Pulp by Charles Bukowski. Who'd have guessed that Hank's last novel would be sci-fi?
Lest Darkness Fall by L. Sprague De Camp. Classic time travel story where the purpose is to change history for the better.
-Bill, otherwise known as Kraichgauer
My Lord, I forgot to mention - -
Slaughter House Five by Kurt Vonnegut. Billy Pilgrim is either out of his mind, or he's shifting through time and space by means of extraterrestrials.
-Bill, otherwise known as Kraichgauer
All 6 of the original Frank Herbert Dune novels - not any of that stuff his son did. The original Dune itself is the best of the 6 (despite the mostly bungled attempts to turn it into a movie / miniseries) but most of the other five are vastly underrated. Dune Messiah and Chapterhouse, especially.
Anathem by Neal Stephenson.
Altered Carbon by Richard K. Morgan
But I haven't really read all that much sci-fi.
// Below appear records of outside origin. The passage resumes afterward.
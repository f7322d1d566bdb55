//! Engine facade used by fuzz and property drivers.

use crate::config::{self, ParameterList};
use rand::Rng;
use shape_core::{Catalog, GeneratorConfig, Shape, Value};
use shape_generator::{DispatchError, Dispatcher, ValueGenerator};
use std::path::Path;

/// Value generation engine.
///
/// Wraps a [`Dispatcher`] over a fixed catalog. The engine is immutable and
/// can be shared between threads; every generating call takes its own random
/// source.
#[derive(Debug, Clone, Default)]
pub struct Engine {
    dispatcher: Dispatcher,
}

impl Engine {
    /// Create an engine over the given catalog.
    pub fn new(catalog: Catalog) -> Self {
        Self {
            dispatcher: Dispatcher::new(catalog),
        }
    }

    /// Create an engine over the default catalog.
    pub fn with_defaults() -> Self {
        Self::new(Catalog::new())
    }

    /// Create an engine from a YAML catalog file.
    pub fn from_catalog_file<P: AsRef<Path>>(path: P) -> anyhow::Result<Self> {
        Ok(Self::new(config::load_catalog(path)?))
    }

    /// Create an engine from the catalog file named by `SHAPEGEN_CATALOG`,
    /// or from the defaults when the variable is not set.
    pub fn from_env() -> anyhow::Result<Self> {
        let catalog = config::catalog_from_env()?.unwrap_or_default();
        Ok(Self::new(catalog))
    }

    pub fn dispatcher(&self) -> &Dispatcher {
        &self.dispatcher
    }

    pub fn catalog(&self) -> &Catalog {
        self.dispatcher.catalog()
    }

    /// Select the bound generator configuration for a shape.
    pub fn select(&self, shape: &Shape) -> Result<GeneratorConfig, DispatchError> {
        self.dispatcher.select(Some(shape))
    }

    /// Generate one value for `shape`.
    ///
    /// `Ok(None)` means the shape's generator produced no value, for example
    /// an array of length zero.
    pub fn generate<R: Rng>(
        &self,
        shape: &Shape,
        rng: &mut R,
    ) -> Result<Option<Value>, DispatchError> {
        self.dispatcher.generate(shape, rng)
    }

    /// Generate one value using the thread-local random source.
    pub fn generate_with_thread_rng(&self, shape: &Shape) -> Result<Option<Value>, DispatchError> {
        self.generate(shape, &mut rand::thread_rng())
    }

    /// Bind generators for a parameter list once, for repeated draws.
    pub fn prepare(&self, shapes: &[Shape]) -> Result<Prepared, DispatchError> {
        let generators = shapes
            .iter()
            .map(|shape| self.select(shape))
            .collect::<Result<Vec<_>, _>>()?;
        tracing::debug!(parameters = generators.len(), "prepared parameter list");
        Ok(Prepared {
            shapes: shapes.to_vec(),
            generators,
        })
    }

    /// Bind generators for a parameter list loaded from YAML.
    pub fn prepare_list(&self, list: &ParameterList) -> Result<Prepared, DispatchError> {
        self.prepare(&list.parameters)
    }
}

/// Bound generators for a parameter list.
///
/// Each draw yields one value per parameter, in order.
#[derive(Debug, Clone)]
pub struct Prepared {
    shapes: Vec<Shape>,
    generators: Vec<GeneratorConfig>,
}

impl Prepared {
    /// Parameter shapes, in order.
    pub fn shapes(&self) -> &[Shape] {
        &self.shapes
    }

    pub fn len(&self) -> usize {
        self.generators.len()
    }

    pub fn is_empty(&self) -> bool {
        self.generators.is_empty()
    }

    /// Draw one value per parameter.
    pub fn draw<R: Rng>(&self, rng: &mut R) -> Vec<Option<Value>> {
        self.generators
            .iter()
            .map(|generator| generator.generate(rng))
            .collect()
    }

    /// Draw one value per parameter, substituting zero values for parameters
    /// whose generator produced nothing.
    pub fn draw_or_zero<R: Rng>(&self, rng: &mut R) -> Vec<Value> {
        self.generators
            .iter()
            .map(|generator| generator.generate_or_zero(rng))
            .collect()
    }

    /// Endless iterator of draws.
    pub fn draws<'a, R: Rng>(
        &'a self,
        rng: &'a mut R,
    ) -> impl Iterator<Item = Vec<Option<Value>>> + 'a {
        std::iter::repeat_with(move || self.draw(&mut *rng))
    }
}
Ugh. What exactly did you enjoy about it? I read this recently for a book club and slammed it hard in my Goodreads review. It's sexist, pro-war dribble dressed up as a "bold" anti-war novel. Beyond that dishonesty, it's terrible, clichéd writing as well--his abuse of italics alone should've kept that book from being published. Couldn't find a single thing in it to praise, frankly, despite all the praise from the male-chorus of scifi-dom. I guess an alt future where female soldiers are required to be compliant and willing sex toys for male soldiers and where war doesn't have any real, lasting consequences for those who fight it is appealing to them.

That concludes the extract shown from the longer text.